Abstract

Introduction: The introduction of modern cardiovascular risk preventive therapy and new endovascular treatment options may have influenced the long term mortality and morbidity in patients with peripheral arterial disease (PAD). The aim of this study was to determine long-term survival and incidence of leg revascularizations in subjects with PAD with special focus on gender differences. Methods: A cohort study was started 2004 by randomly selecting 8000 subjects, aged 59–89 years, from the population. A total of 5080 subjects participated and underwent ankle brachial index measurements (ABI).

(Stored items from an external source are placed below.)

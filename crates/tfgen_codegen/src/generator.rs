//! Module generation pipeline.
//!
//! Extracts the input and output trees from a resource block, renders all
//! three files in memory, and only then writes them. A failure in any
//! generator leaves the target directory untouched.

use std::fs;
use std::path::{Path, PathBuf};

use tracing::{debug, info};

use tfgen_schema::{BlockSchema, FieldDocs, FieldPolicy, Object, SchemaExtractor, SchemaSource};

use crate::config::AutogenConfig;
use crate::error::CodegenResult;
use crate::implementation::ImplementationGenerator;
use crate::outputs::OutputsGenerator;
use crate::variables::VariablesGenerator;

/// Header written at the top of every generated file.
pub const DO_NOT_EDIT_HEADER: &str = "# This file is generated by tfgen. DO NOT EDIT.\n# Changes are overwritten on the next regeneration.";

pub const VARIABLES_FILE: &str = "resource_variables.tf";
pub const IMPLEMENTATION_FILE: &str = "resource_impl.tf";
pub const OUTPUTS_FILE: &str = "outputs.tf";
pub const VERSIONS_FILE: &str = "versions.tf";

/// Rendered content of the generated files.
#[derive(Debug, Clone, PartialEq, Eq)]
pub struct GeneratedFiles {
    pub variables: String,
    pub implementation: String,
    pub outputs: String,
}

impl GeneratedFiles {
    /// File names paired with their content.
    pub fn files(&self) -> [(&'static str, &str); 3] {
        [
            (VARIABLES_FILE, self.variables.as_str()),
            (IMPLEMENTATION_FILE, self.implementation.as_str()),
            (OUTPUTS_FILE, self.outputs.as_str()),
        ]
    }

    /// Write every file into `dir`, creating it if needed.
    pub fn write_to(&self, dir: &Path) -> CodegenResult<Vec<PathBuf>> {
        fs::create_dir_all(dir)?;
        let mut written = Vec::with_capacity(3);
        for (name, content) in self.files() {
            let path = dir.join(name);
            fs::write(&path, content)?;
            info!("Updated {:?}", path);
            written.push(path);
        }
        Ok(written)
    }
}

/// Generates the files of a module wrapping one resource type.
#[derive(Debug, Clone)]
pub struct ModuleGenerator {
    resource_type: String,
    policy: FieldPolicy,
    docs: Option<FieldDocs>,
}

impl ModuleGenerator {
    pub fn new(resource_type: impl Into<String>, policy: FieldPolicy) -> Self {
        Self {
            resource_type: resource_type.into(),
            policy,
            docs: None,
        }
    }

    pub fn from_config(config: &AutogenConfig) -> CodegenResult<Self> {
        Ok(Self::new(config.resource.clone(), config.field_policy()?))
    }

    /// Use documentation to describe fields the schema leaves undocumented.
    pub fn with_docs(mut self, docs: FieldDocs) -> Self {
        self.docs = Some(docs);
        self
    }

    pub fn resource_type(&self) -> &str {
        &self.resource_type
    }

    pub fn policy(&self) -> &FieldPolicy {
        &self.policy
    }

    /// User-facing fields, used for variables and wiring.
    pub fn extract_inputs(&self, block: &BlockSchema) -> CodegenResult<Object> {
        let resource = SchemaExtractor::inputs(&self.policy).extract_resource(block)?;
        Ok(self.enrich(resource))
    }

    /// Exported fields, used for outputs.
    pub fn extract_outputs(&self, block: &BlockSchema) -> CodegenResult<Object> {
        let resource = SchemaExtractor::outputs(&self.policy).extract_resource(block)?;
        Ok(self.enrich(resource))
    }

    fn enrich(&self, mut resource: Object) -> Object {
        if let Some(docs) = &self.docs {
            docs.enrich(&mut resource);
        }
        resource
    }

    /// Render all files for a resource block.
    pub fn render(&self, block: &BlockSchema) -> CodegenResult<GeneratedFiles> {
        info!("Generating files for resource '{}'", self.resource_type);

        let inputs = self.extract_inputs(block)?;
        debug!("Extracted {} input fields", inputs.fields.len());
        let outputs = self.extract_outputs(block)?;
        debug!("Extracted {} output fields", outputs.fields.len());

        let variables = VariablesGenerator::new().render(&inputs);
        let implementation = ImplementationGenerator::new(&self.resource_type, &self.policy).render(&inputs)?;
        let outputs = OutputsGenerator::new(&self.resource_type, &self.policy).render(&outputs);

        Ok(GeneratedFiles {
            variables,
            implementation,
            outputs,
        })
    }

    /// Fetch the resource block from `source` and render all files.
    pub fn render_from<S>(&self, source: &S, provider: &str) -> CodegenResult<GeneratedFiles>
    where
        S: SchemaSource + ?Sized,
    {
        let block = source.resource_block(provider, &self.resource_type)?;
        self.render(&block)
    }

    /// Render all files and write them into `dir`.
    pub fn generate(&self, block: &BlockSchema, dir: &Path) -> CodegenResult<GeneratedFiles> {
        let files = self.render(block)?;
        files.write_to(dir)?;
        Ok(files)
    }
}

Data was also collected for risk factors and concomitant diseases. The cohort was re-examined 2015 covering data from national governmental registries on survival and surgical interventions for PAD. Results: The point-prevalence of PAD in 2004 was 11 % (95% CI, 9–13) for subjects having only asymptomatic PAD (APAD), 7% (6.5 –7) for intermittent claudication (IC) and 1.2 % (1 –1.5) for those with severe limb ischemia(SLI). Among the 4926 subjects who were available for follow up at 10 years the mortality rates were 50% for APAD, 59% for IC and 72% for SLI. Subjects without PAD had a rate of 24%. Mortality was higher among men (age adjusted 35.9% 95% CI: 34.2–37.6) than women (26.1% 95% CI: 24.7–27.6) likewise in PAD subjects with diabetes mellitus (68% vs. 52% without, p < 0.001). Factors significantly related to increased mortality were for men and women, respectively; SLI (HR 1.87 and 1.87), congestive heart failure (HR 1.69 vs. 2.44), renal failure (HR 1.4. vs. 2.2) and diabetes (HR 1.51 vs. 1.65). Fifty one subjects underwent revascularization because of chronic leg ischemia in the cohort during the ten years. In the reference group the rate was 0.4%, while it was 1.9 % of APAD subjects, 5.8 % of the IC and 6.2% of the SLI group. Conclusion: The mortality is still high in patients with PAD, and half of patients with APAD are dead within 10 years which is comparable with IC patients. The mortality is higher in men than in women. In a population based cohort like this, very few patients were revascularized, and surprisingly few patients with IC and SLI are offered vascular surgery. Overall, more focus on mortality in PAD is needed and there is still a need for information about vascular surgery to GP's offices and awareness among PAD subjects.